**Exercise directions**
From the first line to the last, retype the data below exactly.

**Input data**
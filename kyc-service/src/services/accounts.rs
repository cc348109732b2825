use std::sync::Arc;
use uuid::Uuid;

use crate::models::{Identity, IdentityRecord, KycStatus, Profile};
use crate::services::error::{ServiceError, ServiceResult};
use crate::services::store::RecordStore;
use crate::utils::{Password, PasswordHashString, PasswordHasherConfig};

/// Registration, credential checks and identity lookup.
///
/// The only component that ever sees a password hash.
#[derive(Clone)]
pub struct AccountDirectory {
    store: Arc<dyn RecordStore>,
    hasher: PasswordHasherConfig,
}

pub fn normalize_email(email: &str) -> String {
    email.trim().to_lowercase()
}

impl AccountDirectory {
    pub fn new(store: Arc<dyn RecordStore>, hasher: PasswordHasherConfig) -> Self {
        Self { store, hasher }
    }

    pub async fn register(
        &self,
        mut profile: Profile,
        password: Password,
    ) -> ServiceResult<Identity> {
        profile.email = normalize_email(&profile.email);
        profile.document_number = profile.document_number.trim().to_string();

        if self.store.email_exists(&profile.email).await? {
            return Err(ServiceError::Conflict("Email already registered".to_string()));
        }
        if self
            .store
            .document_number_exists(&profile.document_number)
            .await?
        {
            return Err(ServiceError::Conflict(
                "Document number already registered".to_string(),
            ));
        }

        let hasher = self.hasher;
        let password_hash = tokio::task::spawn_blocking(move || hasher.hash(&password))
            .await
            .map_err(|e| anyhow::anyhow!("Password hashing task failed: {}", e))??;

        let record = IdentityRecord::new(profile, password_hash.into_string());
        self.store.insert_identity(&record).await?;

        tracing::info!(identity_id = %record.id, "Identity registered");
        Ok(record.sanitized())
    }

    /// Unknown email and wrong password fail identically.
    pub async fn authenticate(&self, email: &str, password: Password) -> ServiceResult<Identity> {
        let email = normalize_email(email);

        let Some(record) = self.store.find_identity_by_email(&email).await? else {
            tracing::warn!("Login failed: unknown email");
            return Err(ServiceError::Unauthenticated);
        };

        let hasher = self.hasher;
        let stored = PasswordHashString::new(record.password_hash.clone());
        let verified = tokio::task::spawn_blocking(move || hasher.verify(&password, &stored))
            .await
            .map_err(|e| anyhow::anyhow!("Password verification task failed: {}", e))?;

        if verified.is_err() {
            tracing::warn!(identity_id = %record.id, "Login failed: wrong password");
            return Err(ServiceError::Unauthenticated);
        }

        tracing::info!(identity_id = %record.id, "Identity authenticated");
        Ok(record.sanitized())
    }

    pub async fn lookup(&self, identity_id: Uuid) -> ServiceResult<Identity> {
        self.store
            .find_identity(identity_id)
            .await?
            .map(Identity::from)
            .ok_or_else(|| ServiceError::NotFound("Identity not found".to_string()))
    }

    /// Newest first; `None` lists every identity.
    pub async fn list_by_kyc_status(
        &self,
        status: Option<KycStatus>,
    ) -> ServiceResult<Vec<Identity>> {
        Ok(self
            .store
            .list_identities(status)
            .await?
            .into_iter()
            .map(Identity::from)
            .collect())
    }
}

#[cfg(test)]
mod tests {
    use super::*;
    use crate::config::PasswordConfig;
    use crate::models::{IdDocumentType, Role};
    use crate::services::memory::InMemoryStore;

    fn directory() -> AccountDirectory {
        let hasher = PasswordHasherConfig::new(PasswordConfig {
            memory_kib: 1024,
            iterations: 1,
            parallelism: 1,
        })
        .unwrap();
        AccountDirectory::new(Arc::new(InMemoryStore::new()), hasher)
    }

    fn profile(email: &str, document_number: &str) -> Profile {
        Profile {
            first_name: "Sofia".to_string(),
            last_name: "Martinez".to_string(),
            document_type: IdDocumentType::Cedula,
            document_number: document_number.to_string(),
            email: email.to_string(),
            phone_number: "3017778899".to_string(),
            address: "Calle 80 # 11-22".to_string(),
            facebook_profile: None,
            instagram_profile: None,
            twitter_profile: None,
            linkedin_profile: None,
        }
    }

    fn password(p: &str) -> Password {
        Password::new(p.to_string())
    }

    #[tokio::test]
    async fn register_creates_pending_user() {
        let accounts = directory();
        let identity = accounts
            .register(profile("  Sofia@Example.COM ", "10203040"), password("s3cretpass"))
            .await
            .unwrap();

        assert_eq!(identity.email, "sofia@example.com");
        assert_eq!(identity.role, Role::User);
        assert_eq!(identity.kyc_status, KycStatus::Pending);
        assert!(!identity.email_verified);
        assert_eq!(accounts.lookup(identity.id).await.unwrap(), identity);
    }

    #[tokio::test]
    async fn register_twice_conflicts() {
        let accounts = directory();
        accounts
            .register(profile("dup@example.com", "10203040"), password("s3cretpass"))
            .await
            .unwrap();

        let same_email = accounts
            .register(profile("DUP@example.com", "99999999"), password("s3cretpass"))
            .await;
        assert!(matches!(same_email, Err(ServiceError::Conflict(_))));

        let same_document = accounts
            .register(profile("other@example.com", "10203040"), password("s3cretpass"))
            .await;
        assert!(matches!(same_document, Err(ServiceError::Conflict(_))));
    }

    #[tokio::test]
    async fn wrong_password_and_unknown_email_fail_identically() {
        let accounts = directory();
        accounts
            .register(profile("known@example.com", "55555555"), password("right-password"))
            .await
            .unwrap();

        let wrong_password = accounts
            .authenticate("known@example.com", password("wrong-password"))
            .await
            .unwrap_err();
        let unknown_email = accounts
            .authenticate("nobody@example.com", password("right-password"))
            .await
            .unwrap_err();

        assert!(matches!(wrong_password, ServiceError::Unauthenticated));
        assert!(matches!(unknown_email, ServiceError::Unauthenticated));
        assert_eq!(wrong_password.to_string(), unknown_email.to_string());

        let ok = accounts
            .authenticate("KNOWN@example.com", password("right-password"))
            .await
            .unwrap();
        assert_eq!(ok.email, "known@example.com");
    }

    #[tokio::test]
    async fn lookup_unknown_is_not_found() {
        let result = directory().lookup(Uuid::new_v4()).await;
        assert!(matches!(result, Err(ServiceError::NotFound(_))));
    }
}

**Problem solution**
filename kyc-service/src/services/accounts.rs
repository cc348109732b2825
use std::sync::Arc;
use uuid::Uuid;

use crate::models::{Identity, IdentityRecord, KycStatus, Profile};
use crate::services::error::{ServiceError, ServiceResult};
use crate::services::store::RecordStore;
use crate::utils::{Password, PasswordHashString, PasswordHasherConfig};

/// Registration, credential checks and identity lookup.
///
/// The only component that ever sees a password hash.
#[derive(Clone)]
pub struct AccountDirectory {
    store: Arc<dyn RecordStore>,
    hasher: PasswordHasherConfig,
}

pub fn normalize_email(email: &str) -> String {
    email.trim().to_lowercase()
}

impl AccountDirectory {
    pub fn new(store: Arc<dyn RecordStore>, hasher: PasswordHasherConfig) -> Self {
        Self { store, hasher }
    }

    pub async fn register(
        &self,
        mut profile: Profile,
        password: Password,
    ) -> ServiceResult<Identity> {
        profile.email = normalize_email(&profile.email);
        profile.document_number = profile.document_number.trim().to_string();

        if self.store.email_exists(&profile.email).await? {
            return Err(ServiceError::Conflict("Email already registered".to_string()));
        }
        if self
            .store
            .document_number_exists(&profile.document_number)
            .await?
        {
            return Err(ServiceError::Conflict(
                "Document number already registered".to_string(),
            ));
        }

        let hasher = self.hasher;
        let password_hash = tokio::task::spawn_blocking(move || hasher.hash(&password))
            .await
            .map_err(|e| anyhow::anyhow!("Password hashing task failed: {}", e))??;

        let record = IdentityRecord::new(profile, password_hash.into_string());
        self.store.insert_identity(&record).await?;

        tracing::info!(identity_id = %record.id, "Identity registered");
        Ok(record.sanitized())
    }

    /// Unknown email and wrong password fail identically.
    pub async fn authenticate(&self, email: &str, password: Password) -> ServiceResult<Identity> {
        let email = normalize_email(email);

        let Some(record) = self.store.find_identity_by_email(&email).await? else {
            tracing::warn!("Login failed: unknown email");
            return Err(ServiceError::Unauthenticated);
        };

        let hasher = self.hasher;
        let stored = PasswordHashString::new(record.password_hash.clone());
        let verified = tokio::task::spawn_blocking(move || hasher.verify(&password, &stored))
            .await
            .map_err(|e| anyhow::anyhow!("Password verification task failed: {}", e))?;

        if verified.is_err() {
            tracing::warn!(identity_id = %record.id, "Login failed: wrong password");
            return Err(ServiceError::Unauthenticated);
        }

        tracing::info!(identity_id = %record.id, "Identity authenticated");
        Ok(record.sanitized())
    }

    pub async fn lookup(&self, identity_id: Uuid) -> ServiceResult<Identity> {
        self.store
            .find_identity(identity_id)
            .await?
            .map(Identity::from)
            .ok_or_else(|| ServiceError::NotFound("Identity not found".to_string()))
    }

    /// Newest first; `None` lists every identity.
    pub async fn list_by_kyc_status(
        &self,
        status: Option<KycStatus>,
    ) -> ServiceResult<Vec<Identity>> {
        Ok(self
            .store
            .list_identities(status)
            .await?
            .into_iter()
            .map(Identity::from)
            .collect())
    }
}

#[cfg(test)]
mod tests {
    use super::*;
    use crate::config::PasswordConfig;
    use crate::models::{IdDocumentType, Role};
    use crate::services::memory::InMemoryStore;

    fn directory() -> AccountDirectory {
        let hasher = PasswordHasherConfig::new(PasswordConfig {
            memory_kib: 1024,
            iterations: 1,
            parallelism: 1,
        })
        .unwrap();
        AccountDirectory::new(Arc::new(InMemoryStore::new()), hasher)
    }

    fn profile(email: &str, document_number: &str) -> Profile {
        Profile {
            first_name: "Sofia".to_string(),
            last_name: "Martinez".to_string(),
            document_type: IdDocumentType::Cedula,
            document_number: document_number.to_string(),
            email: email.to_string(),
            phone_number: "3017778899".to_string(),
            address: "Calle 80 # 11-22".to_string(),
            facebook_profile: None,
            instagram_profile: None,
            twitter_profile: None,
            linkedin_profile: None,
        }
    }

    fn password(p: &str) -> Password {
        Password::new(p.to_string())
    }

    #[tokio::test]
    async fn register_creates_pending_user() {
        let accounts = directory();
        let identity = accounts
            .register(profile("  Sofia@Example.COM ", "10203040"), password("s3cretpass"))
            .await
            .unwrap();

        assert_eq!(identity.email, "sofia@example.com");
        assert_eq!(identity.role, Role::User);
        assert_eq!(identity.kyc_status, KycStatus::Pending);
        assert!(!identity.email_verified);
        assert_eq!(accounts.lookup(identity.id).await.unwrap(), identity);
    }

    #[tokio::test]
    async fn register_twice_conflicts() {
        let accounts = directory();
        accounts
            .register(profile("dup@example.com", "10203040"), password("s3cretpass"))
            .await
            .unwrap();

        let same_email = accounts
            .register(profile("DUP@example.com", "99999999"), password("s3cretpass"))
            .await;
        assert!(matches!(same_email, Err(ServiceError::Conflict(_))));

        let same_document = accounts
            .register(profile("other@example.com", "10203040"), password("s3cretpass"))
            .await;
        assert!(matches!(same_document, Err(ServiceError::Conflict(_))));
    }

    #[tokio::test]
    async fn wrong_password_and_unknown_email_fail_identically() {
        let accounts = directory();
        accounts
            .register(profile("known@example.com", "55555555"), password("right-password"))
            .await
            .unwrap();

        let wrong_password = accounts
            .authenticate("known@example.com", password("wrong-password"))
            .await
            .unwrap_err();
        let unknown_email = accounts
            .authenticate("nobody@example.com", password("right-password"))
            .await
            .unwrap_err();

        assert!(matches!(wrong_password, ServiceError::Unauthenticated));
        assert!(matches!(unknown_email, ServiceError::Unauthenticated));
        assert_eq!(wrong_password.to_string(), unknown_email.to_string());

        let ok = accounts
            .authenticate("KNOWN@example.com", password("right-password"))
            .await
            .unwrap();
        assert_eq!(ok.email, "known@example.com");
    }

    #[tokio::test]
    async fn lookup_unknown_is_not_found() {
        let result = directory().lookup(Uuid::new_v4()).await;
        assert!(matches!(result, Err(ServiceError::NotFound(_))));
    }
}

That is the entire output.